Down-regulation of hepatic nuclear factor 4α on expression of human hepatic stimulator substance via its action on the proximal promoter in HepG2 cells

Abstract

hHSS (human hepatic stimulator substance) stimulates hepatocyte growth. To understand the mechanism controlling hHSS expression, we analysed the proximal promoter activity and identified two regulatory regions (-212/-192 and -152/-132) that were important for transcription in HepG2 cells. Using the luciferase reporter assay, gel-shift experiments and ChIP (chromatin immunoprecipitation), we found that the transcription factors HNF4alpha (hepatocyte nuclear factor 4alpha) and Sp1 (stimulating protein-1) were essential for hHSS promoter activity and could directly bind to regions -209/-204 and -152/-145 respectively. We also confirmed that activation and repression of hHSS transcription induced by Sp1 and HNF4alpha resulted from binding of these factors to these two cis-elements respectively. Overexpression of HNF4alpha led to a dramatic repression of the promoter activity and, in contrast, the activity was markedly elevated by overexpression of Sp1. Furthermore, overexpression of HNF4alpha1, one of the HNF4alpha isoforms, resulted in a dramatic suppression of the promoter activity.
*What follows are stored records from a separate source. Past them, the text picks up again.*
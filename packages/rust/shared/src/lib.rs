//! Shared types, error model, provider trait, and configuration for Prospector.
//!
//! This crate is the foundation depended on by all other Prospector crates.
//! It provides:
//! - [`ProspectorError`]: the unified error type
//! - Domain types ([`Entity`], [`SearchParams`], [`ValidationResult`], [`Cents`])
//! - The [`Provider`] trait implemented by every data source
//! - Configuration ([`AppConfig`], [`EngineConfig`], config loading)

pub mod config;
pub mod error;
pub mod provider;
pub mod types;

// Re-export public API at crate root for ergonomic imports.
pub use config::{
    AppConfig, BudgetConfig, BudgetScope, EngineConfig, EngineSection, HttpConfig, PollingConfig,
    ProviderConfig, config_dir, config_file_path, init_config, load_config, load_config_from,
    validate_api_key,
};
pub use error::{ProspectorError, Result};
pub use provider::{Provider, ProviderCall};
pub use types::{
    Cents, Entity, EntityField, EntityId, PLACEHOLDER_DOMAINS, PollOutcome, PollSummary,
    SearchParams, ValidationResult, is_placeholder_domain,
};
Moreover, repression of HNF4alpha expression by siRNA (small interfering RNA) remarkably enhanced the hHSS mRNA level. It has been reported previously that expression of HNF4alpha is functionally regulated by dexamethasone. To further confirm the transcriptional control of HNF4alpha on hHSS, we tested the effect of dexamethasone on hHSS transcription in HepG2 cells. In the present study we have demonstrated that the expression of the hHSS gene was down-regulated at the transcriptional level by dexamethasone in HepG2 cells. A deletion and decoy assay revealed that binding of HNF4alpha to nucleotides -209/-204 was responsible for the suppression of hHSS promoter activity by dexamethasone. Increases in the HNF4alpha-binding activity and expression were simultaneously observed in an electrophoretic mobility-shift assay and Western blot analysis. These results suggested that Sp1 activates hHSS basal expression, but HNF4alpha inhibits hHSS gene expression.